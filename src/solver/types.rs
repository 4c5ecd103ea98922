use crate::model::Worksheet;
use serde::{Deserialize, Serialize};

/// Objective weight of one preference point.
pub const PREF_WEIGHT: i64 = 1;
/// Objective weight of granting a person at least one first-choice slot.
/// Dominates any realistic per-person preference total.
pub const COVERAGE_WEIGHT: i64 = 1000;

/// Solver driver options.
#[derive(Debug, Clone)]
pub struct SolveConfig {
    /// Keep the LNS-style improvement heuristics on.
    pub lns_only: bool,
    /// Backend log level; 0 is silent.
    pub log_level: u32,
}

impl Default for SolveConfig {
    fn default() -> Self {
        Self {
            lns_only: true,
            log_level: 0,
        }
    }
}

/// Terminal solver outcomes accepted as success.
#[derive(Debug, Clone, Copy, PartialEq, Eq, Serialize, Deserialize)]
pub enum SolveStatus {
    Optimal,
    /// An incumbent without an optimality proof (interrupted search).
    Feasible,
}

/// One cell of the output grid.
#[derive(Debug, Clone, Copy, PartialEq, Eq, Serialize, Deserialize)]
pub enum Mark {
    /// Regular assignment, rendered "〇".
    Assigned,
    /// Pre-declared rotation, rendered "輪番".
    Rotation,
    Empty,
}

impl Mark {
    pub fn as_str(self) -> &'static str {
        match self {
            Mark::Assigned => "〇",
            Mark::Rotation => "輪番",
            Mark::Empty => "",
        }
    }

    pub fn from_cell(cell: &str) -> Self {
        match cell {
            "〇" => Mark::Assigned,
            "輪番" => Mark::Rotation,
            _ => Mark::Empty,
        }
    }

    pub fn is_worked(self) -> bool {
        self != Mark::Empty
    }
}

/// Result of a successful solve.
#[derive(Debug, Clone, Serialize, Deserialize)]
pub struct Solution {
    pub status: SolveStatus,
    pub objective: i64,
    /// `objective / 1000`: people granted at least one first-choice slot.
    pub covered_count: i64,
    /// `objective % 1000`: linear preference score.
    pub pref_sum: i64,
    /// `marks[p][j]` with `j` running over current-month slots.
    pub marks: Vec<Vec<Mark>>,
}

impl Solution {
    /// Splits an objective value into (covered people, preference score).
    pub fn decompose(objective: i64) -> (i64, i64) {
        (objective / COVERAGE_WEIGHT, objective % COVERAGE_WEIGHT)
    }

    /// Output grid: the four header rows copied from the input followed by
    /// one row per person in name order.
    pub fn to_grid(&self, sheet: &Worksheet) -> Vec<Vec<String>> {
        let mut grid = sheet.header.clone();
        for row in &self.marks {
            grid.push(row.iter().map(|m| m.as_str().to_string()).collect());
        }
        grid
    }
}
#![forbid(unsafe_code)]
mod common;

use common::{sheet, solve, N, R, W, X};
use toban::{verify, DayGroups, Mark, ScheduleError, SolveStatus, ViolationKind};

/// Seven consecutive night slots (days 1–7) behind one carry-over column;
/// C holds a rotation on day 4 and days 5–7 are Thursdays.
fn rotation_month() -> toban::Worksheet {
    let slots = [
        (25, "金", "夜"),
        (1, "月", "夜"),
        (2, "火", "夜"),
        (3, "水", "夜"),
        (4, "金", "夜"),
        (5, "木", "夜"),
        (6, "木", "夜"),
        (7, "木", "夜"),
    ];
    sheet(
        1,
        &slots,
        &[
            ("A", 1, &[N, W, N, N, N, N, N, N]),
            ("B", 1, &[N, N, W, N, N, N, N, N]),
            ("C", 1, &[N, N, N, N, R, N, N, N]),
            ("D", 1, &[N, N, N, N, N, N, N, N]),
        ],
        &[],
    )
}

#[test]
fn undercovered_month_is_infeasible() {
    // three nights to cover, only two required shifts between two people
    let slots = [
        (31, "日", "夜"),
        (1, "月", "夜"),
        (2, "月", "夜"),
        (3, "月", "夜"),
    ];
    let sheet = sheet(
        1,
        &slots,
        &[("A", 1, &[N, W, N, N]), ("B", 1, &[N, N, N, W])],
        &[],
    );
    assert!(matches!(solve(&sheet), Err(ScheduleError::Infeasible)));
}

#[test]
fn two_nights_within_a_week_are_infeasible() {
    // counts now add up, but A would need two nights three days apart
    let slots = [
        (31, "日", "夜"),
        (1, "月", "夜"),
        (2, "月", "夜"),
        (3, "月", "夜"),
    ];
    let sheet = sheet(
        1,
        &slots,
        &[("A", 2, &[N, W, N, N]), ("B", 1, &[N, N, N, W])],
        &[],
    );
    assert!(matches!(solve(&sheet), Err(ScheduleError::Infeasible)));
}

#[test]
fn rotation_is_pinned_and_shields_the_following_nights() {
    let sheet = rotation_month();
    let solution = solve(&sheet).unwrap();

    assert_eq!(solution.status, SolveStatus::Optimal);
    // A and B take their first choices, C must fall back to day 3 because
    // the rotation blocks its own coverage slot, D covers day 4
    assert_eq!(solution.marks[0][0], Mark::Assigned);
    assert_eq!(solution.marks[1][1], Mark::Assigned);
    assert_eq!(solution.marks[2][2], Mark::Assigned);
    assert_eq!(solution.marks[2][3], Mark::Rotation);
    assert_eq!(solution.marks[3][3], Mark::Assigned);
    // post-rotation rest: no C duty on days 5-7
    assert_eq!(solution.marks[2][4], Mark::Empty);
    assert_eq!(solution.marks[2][5], Mark::Empty);
    assert_eq!(solution.marks[2][6], Mark::Empty);

    // score decomposition: two first-choice grants, four preference points
    // from wants plus two from second choices
    assert_eq!(solution.objective, 2006);
    assert_eq!(solution.covered_count, 2);
    assert_eq!(solution.pref_sum, 6);
    assert_eq!(
        solution.objective,
        solution.covered_count * 1000 + solution.pref_sum
    );

    let days = DayGroups::build(&sheet);
    assert!(verify(&sheet, &days, &solution.marks).is_empty());
}

#[test]
fn thursdays_need_no_coverage() {
    let slots = [(25, "金", "夜"), (1, "木", "夜")];
    let sheet = sheet(1, &slots, &[("A", 0, &[N, N])], &[]);
    let solution = solve(&sheet).unwrap();
    assert_eq!(solution.marks[0][0], Mark::Empty);
    assert_eq!(solution.objective, 0);
}

#[test]
fn exempt_person_may_take_a_wanted_day_night_double() {
    let slots = [(25, "金", "夜"), (1, "月", "昼"), (1, "月", "夜")];
    let people: [(&str, u32, &[&str]); 2] =
        [("E", 2, &[N, W, W]), ("F", 0, &[N, N, N])];

    let sheet_exempt = sheet(1, &slots, &people, &["E"]);
    let solution = solve(&sheet_exempt).unwrap();
    assert_eq!(solution.marks[0][0], Mark::Assigned);
    assert_eq!(solution.marks[0][1], Mark::Assigned);
    assert_eq!(solution.objective, 1004);

    // same sheet without the exemption: the double is forbidden
    let sheet_plain = sheet(1, &slots, &people, &[]);
    assert!(matches!(solve(&sheet_plain), Err(ScheduleError::Infeasible)));

    // exempt but without first choice on both cells: still forbidden
    let half_want: [(&str, u32, &[&str]); 2] =
        [("E", 2, &[N, W, N]), ("F", 0, &[N, N, N])];
    let sheet_half = sheet(1, &slots, &half_want, &["E"]);
    assert!(matches!(solve(&sheet_half), Err(ScheduleError::Infeasible)));
}

#[test]
fn carry_over_duty_blocks_the_first_nights() {
    // A worked three days before the month starts; seven people cover seven
    // consecutive nights, so A must land on day 5 or later
    let slots = [
        (26, "金", "夜"),
        (27, "土", "夜"),
        (28, "日", "夜"),
        (1, "月", "夜"),
        (2, "月", "夜"),
        (3, "月", "夜"),
        (4, "月", "夜"),
        (5, "月", "夜"),
        (6, "月", "夜"),
        (7, "月", "夜"),
    ];
    let carry_worked: &[&str] = &[W, N, N, N, N, N, N, N, N, N];
    let free: &[&str] = &[N, N, N, N, N, N, N, N, N, N];
    let sheet = sheet(
        3,
        &slots,
        &[
            ("A", 1, carry_worked),
            ("B", 1, free),
            ("C", 1, free),
            ("D", 1, free),
            ("E", 1, free),
            ("F", 1, free),
            ("G", 1, free),
        ],
        &[],
    );
    let solution = solve(&sheet).unwrap();

    for j in 0..4 {
        assert_eq!(solution.marks[0][j], Mark::Empty, "day {} must rest", j + 1);
    }
    let taken: Vec<usize> = (0..7)
        .filter(|&j| solution.marks[0][j] == Mark::Assigned)
        .collect();
    assert_eq!(taken.len(), 1);
    assert!(taken[0] >= 4);

    let days = DayGroups::build(&sheet);
    assert!(verify(&sheet, &days, &solution.marks).is_empty());
}

#[test]
fn day_shifts_need_six_days_apart() {
    // two wanted day shifts for the sole person; Thursdays in between carry
    // no coverage. Two days apart the six-day rest forbids the pair, six
    // days apart it goes through.
    let close = [
        (25, "金", "夜"),
        (1, "月", "昼"),
        (2, "木", "昼"),
        (3, "月", "昼"),
    ];
    let close_prefs: [(&str, u32, &[&str]); 1] = [("A", 2, &[N, W, N, W])];
    assert!(matches!(
        solve(&sheet(1, &close, &close_prefs, &[])),
        Err(ScheduleError::Infeasible)
    ));

    let apart = [
        (25, "金", "夜"),
        (1, "月", "昼"),
        (2, "木", "昼"),
        (3, "木", "昼"),
        (4, "木", "昼"),
        (5, "木", "昼"),
        (6, "木", "昼"),
        (7, "月", "昼"),
    ];
    let apart_prefs: [(&str, u32, &[&str]); 1] =
        [("A", 2, &[N, W, N, N, N, N, N, W])];
    let solution = solve(&sheet(1, &apart, &apart_prefs, &[])).unwrap();
    assert_eq!(solution.marks[0][0], Mark::Assigned);
    assert_eq!(solution.marks[0][6], Mark::Assigned);
    assert_eq!(solution.objective, 1004);
}

#[test]
fn row_order_does_not_change_the_objective() {
    let slots = [
        (25, "金", "夜"),
        (1, "月", "夜"),
        (2, "火", "夜"),
        (3, "水", "夜"),
        (4, "金", "夜"),
        (5, "木", "夜"),
        (6, "木", "夜"),
        (7, "木", "夜"),
    ];
    let rows: [(&str, u32, &[&str]); 4] = [
        ("A", 1, &[N, W, N, N, N, N, N, N]),
        ("B", 1, &[N, N, W, N, N, N, N, N]),
        ("C", 1, &[N, N, N, N, R, N, N, N]),
        ("D", 1, &[N, N, N, N, N, N, N, N]),
    ];
    let forward = sheet(1, &slots, &rows, &[]);
    let mut reversed_rows = rows;
    reversed_rows.reverse();
    let reversed = sheet(1, &slots, &reversed_rows, &[]);

    let a = solve(&forward).unwrap();
    let b = solve(&reversed).unwrap();
    assert_eq!(a.objective, b.objective);
}

#[test]
fn forbidding_a_wanted_cell_never_helps() {
    let slots = [(31, "日", "夜"), (1, "月", "夜"), (2, "月", "夜")];
    let open: [(&str, u32, &[&str]); 2] =
        [("A", 1, &[N, W, N]), ("B", 1, &[N, N, N])];
    let blocked: [(&str, u32, &[&str]); 2] =
        [("A", 1, &[N, X, N]), ("B", 1, &[N, N, N])];

    let before = solve(&sheet(1, &slots, &open, &[])).unwrap();
    let after = solve(&sheet(1, &slots, &blocked, &[])).unwrap();
    assert!(after.objective <= before.objective);
    // with the want cell gone, nobody holds a first choice any more
    assert_eq!(after.covered_count, 0);
}

#[test]
fn verifier_flags_broken_grids() {
    let sheet = rotation_month();
    let solution = solve(&sheet).unwrap();
    let days = DayGroups::build(&sheet);

    // give A a second night right after the first
    let mut marks = solution.marks.clone();
    marks[0][1] = Mark::Assigned;
    let violations = verify(&sheet, &days, &marks);
    assert!(violations
        .iter()
        .any(|v| v.kind == ViolationKind::NightWindow));
    assert!(violations.iter().any(|v| v.kind == ViolationKind::Coverage));
    assert!(violations
        .iter()
        .any(|v| v.kind == ViolationKind::RequiredCount));

    // erase the rotation cell
    let mut marks = solution.marks.clone();
    marks[2][3] = Mark::Empty;
    let violations = verify(&sheet, &days, &marks);
    assert!(violations
        .iter()
        .any(|v| v.kind == ViolationKind::RotationMismatch));
}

= The task =
Starting at the line that contains "the rotation cell", return every line through the last one above, exactly as written.

= Completed exercise =
    // erase the rotation cell
    let mut marks = solution.marks.clone();
    marks[2][3] = Mark::Empty;
    let violations = verify(&sheet, &days, &marks);
    assert!(violations
        .iter()
        .any(|v| v.kind == ViolationKind::RotationMismatch));
}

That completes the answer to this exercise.